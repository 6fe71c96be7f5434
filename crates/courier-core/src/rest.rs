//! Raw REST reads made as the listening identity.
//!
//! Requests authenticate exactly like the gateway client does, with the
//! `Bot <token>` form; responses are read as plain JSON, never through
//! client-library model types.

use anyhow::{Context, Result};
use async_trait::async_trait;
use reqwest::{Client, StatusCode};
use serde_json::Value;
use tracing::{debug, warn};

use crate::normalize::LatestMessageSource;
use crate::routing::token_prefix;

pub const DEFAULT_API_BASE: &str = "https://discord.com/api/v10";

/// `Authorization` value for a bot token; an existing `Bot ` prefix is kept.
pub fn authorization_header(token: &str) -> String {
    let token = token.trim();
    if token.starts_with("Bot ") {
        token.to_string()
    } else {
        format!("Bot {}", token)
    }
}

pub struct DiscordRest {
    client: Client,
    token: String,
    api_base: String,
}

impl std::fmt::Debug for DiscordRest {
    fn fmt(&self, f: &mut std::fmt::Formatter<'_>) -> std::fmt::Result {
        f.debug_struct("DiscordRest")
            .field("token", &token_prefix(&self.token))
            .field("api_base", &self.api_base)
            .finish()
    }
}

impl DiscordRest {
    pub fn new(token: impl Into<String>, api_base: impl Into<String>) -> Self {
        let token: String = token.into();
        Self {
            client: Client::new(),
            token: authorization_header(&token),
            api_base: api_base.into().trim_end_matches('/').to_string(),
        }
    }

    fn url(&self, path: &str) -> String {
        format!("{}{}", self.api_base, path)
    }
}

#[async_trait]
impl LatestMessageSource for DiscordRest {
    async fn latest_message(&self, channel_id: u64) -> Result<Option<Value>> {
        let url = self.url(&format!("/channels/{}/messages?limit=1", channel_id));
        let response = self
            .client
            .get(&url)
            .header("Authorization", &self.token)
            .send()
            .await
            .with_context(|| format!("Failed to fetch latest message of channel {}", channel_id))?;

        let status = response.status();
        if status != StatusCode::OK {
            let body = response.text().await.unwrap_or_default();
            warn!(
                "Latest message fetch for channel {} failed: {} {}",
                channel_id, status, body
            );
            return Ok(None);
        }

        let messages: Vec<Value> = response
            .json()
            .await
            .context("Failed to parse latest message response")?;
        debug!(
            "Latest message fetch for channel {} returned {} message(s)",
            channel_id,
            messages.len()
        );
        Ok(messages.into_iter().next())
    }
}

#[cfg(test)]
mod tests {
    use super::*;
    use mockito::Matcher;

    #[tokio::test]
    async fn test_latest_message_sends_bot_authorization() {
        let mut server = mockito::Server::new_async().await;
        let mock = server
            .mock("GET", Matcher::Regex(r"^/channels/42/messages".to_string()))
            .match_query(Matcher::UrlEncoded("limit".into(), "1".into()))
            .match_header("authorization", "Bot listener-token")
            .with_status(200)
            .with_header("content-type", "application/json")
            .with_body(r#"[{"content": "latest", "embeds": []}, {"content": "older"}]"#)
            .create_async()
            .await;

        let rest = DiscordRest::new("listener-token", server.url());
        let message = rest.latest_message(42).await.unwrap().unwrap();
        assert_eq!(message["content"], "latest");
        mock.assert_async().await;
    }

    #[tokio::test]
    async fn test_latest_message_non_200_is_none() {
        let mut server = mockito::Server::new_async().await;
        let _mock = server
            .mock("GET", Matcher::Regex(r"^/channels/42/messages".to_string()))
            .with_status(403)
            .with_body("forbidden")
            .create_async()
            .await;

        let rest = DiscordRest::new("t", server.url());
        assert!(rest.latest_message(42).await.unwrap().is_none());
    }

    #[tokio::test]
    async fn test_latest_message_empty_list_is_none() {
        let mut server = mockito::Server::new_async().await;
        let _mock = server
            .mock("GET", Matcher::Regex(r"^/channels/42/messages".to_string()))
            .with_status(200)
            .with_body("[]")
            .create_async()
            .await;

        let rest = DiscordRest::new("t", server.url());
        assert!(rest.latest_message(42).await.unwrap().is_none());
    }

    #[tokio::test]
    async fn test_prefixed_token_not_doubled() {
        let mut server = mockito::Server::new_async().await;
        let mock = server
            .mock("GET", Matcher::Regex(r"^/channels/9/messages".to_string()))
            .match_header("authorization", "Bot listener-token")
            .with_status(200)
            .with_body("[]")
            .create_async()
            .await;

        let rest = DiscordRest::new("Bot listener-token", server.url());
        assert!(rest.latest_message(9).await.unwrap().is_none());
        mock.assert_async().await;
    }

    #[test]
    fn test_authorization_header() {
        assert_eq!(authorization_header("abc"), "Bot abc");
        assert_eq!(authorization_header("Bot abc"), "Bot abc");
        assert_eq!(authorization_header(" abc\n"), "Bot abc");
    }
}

· · ·

To do:
Every entry shown above is to be written out exactly.

Solution for this exercise:
repository 6fe71c96be7f5434
filename crates/courier-core/src/rest.rs
//! Raw REST reads made as the listening identity.
//!
//! Requests authenticate exactly like the gateway client does, with the
//! `Bot <token>` form; responses are read as plain JSON, never through
//! client-library model types.

use anyhow::{Context, Result};
use async_trait::async_trait;
use reqwest::{Client, StatusCode};
use serde_json::Value;
use tracing::{debug, warn};

use crate::normalize::LatestMessageSource;
use crate::routing::token_prefix;

pub const DEFAULT_API_BASE: &str = "https://discord.com/api/v10";

/// `Authorization` value for a bot token; an existing `Bot ` prefix is kept.
pub fn authorization_header(token: &str) -> String {
    let token = token.trim();
    if token.starts_with("Bot ") {
        token.to_string()
    } else {
        format!("Bot {}", token)
    }
}

pub struct DiscordRest {
    client: Client,
    token: String,
    api_base: String,
}

impl std::fmt::Debug for DiscordRest {
    fn fmt(&self, f: &mut std::fmt::Formatter<'_>) -> std::fmt::Result {
        f.debug_struct("DiscordRest")
            .field("token", &token_prefix(&self.token))
            .field("api_base", &self.api_base)
            .finish()
    }
}

impl DiscordRest {
    pub fn new(token: impl Into<String>, api_base: impl Into<String>) -> Self {
        let token: String = token.into();
        Self {
            client: Client::new(),
            token: authorization_header(&token),
            api_base: api_base.into().trim_end_matches('/').to_string(),
        }
    }

    fn url(&self, path: &str) -> String {
        format!("{}{}", self.api_base, path)
    }
}

#[async_trait]
impl LatestMessageSource for DiscordRest {
    async fn latest_message(&self, channel_id: u64) -> Result<Option<Value>> {
        let url = self.url(&format!("/channels/{}/messages?limit=1", channel_id));
        let response = self
            .client
            .get(&url)
            .header("Authorization", &self.token)
            .send()
            .await
            .with_context(|| format!("Failed to fetch latest message of channel {}", channel_id))?;

        let status = response.status();
        if status != StatusCode::OK {
            let body = response.text().await.unwrap_or_default();
            warn!(
                "Latest message fetch for channel {} failed: {} {}",
                channel_id, status, body
            );
            return Ok(None);
        }

        let messages: Vec<Value> = response
            .json()
            .await
            .context("Failed to parse latest message response")?;
        debug!(
            "Latest message fetch for channel {} returned {} message(s)",
            channel_id,
            messages.len()
        );
        Ok(messages.into_iter().next())
    }
}

#[cfg(test)]
mod tests {
    use super::*;
    use mockito::Matcher;

    #[tokio::test]
    async fn test_latest_message_sends_bot_authorization() {
        let mut server = mockito::Server::new_async().await;
        let mock = server
            .mock("GET", Matcher::Regex(r"^/channels/42/messages".to_string()))
            .match_query(Matcher::UrlEncoded("limit".into(), "1".into()))
            .match_header("authorization", "Bot listener-token")
            .with_status(200)
            .with_header("content-type", "application/json")
            .with_body(r#"[{"content": "latest", "embeds": []}, {"content": "older"}]"#)
            .create_async()
            .await;

        let rest = DiscordRest::new("listener-token", server.url());
        let message = rest.latest_message(42).await.unwrap().unwrap();
        assert_eq!(message["content"], "latest");
        mock.assert_async().await;
    }

    #[tokio::test]
    async fn test_latest_message_non_200_is_none() {
        let mut server = mockito::Server::new_async().await;
        let _mock = server
            .mock("GET", Matcher::Regex(r"^/channels/42/messages".to_string()))
            .with_status(403)
            .with_body("forbidden")
            .create_async()
            .await;

        let rest = DiscordRest::new("t", server.url());
        assert!(rest.latest_message(42).await.unwrap().is_none());
    }

    #[tokio::test]
    async fn test_latest_message_empty_list_is_none() {
        let mut server = mockito::Server::new_async().await;
        let _mock = server
            .mock("GET", Matcher::Regex(r"^/channels/42/messages".to_string()))
            .with_status(200)
            .with_body("[]")
            .create_async()
            .await;

        let rest = DiscordRest::new("t", server.url());
        assert!(rest.latest_message(42).await.unwrap().is_none());
    }

    #[tokio::test]
    async fn test_prefixed_token_not_doubled() {
        let mut server = mockito::Server::new_async().await;
        let mock = server
            .mock("GET", Matcher::Regex(r"^/channels/9/messages".to_string()))
            .match_header("authorization", "Bot listener-token")
            .with_status(200)
            .with_body("[]")
            .create_async()
            .await;

        let rest = DiscordRest::new("Bot listener-token", server.url());
        assert!(rest.latest_message(9).await.unwrap().is_none());
        mock.assert_async().await;
    }

    #[test]
    fn test_authorization_header() {
        assert_eq!(authorization_header("abc"), "Bot abc");
        assert_eq!(authorization_header("Bot abc"), "Bot abc");
        assert_eq!(authorization_header(" abc\n"), "Bot abc");
    }
}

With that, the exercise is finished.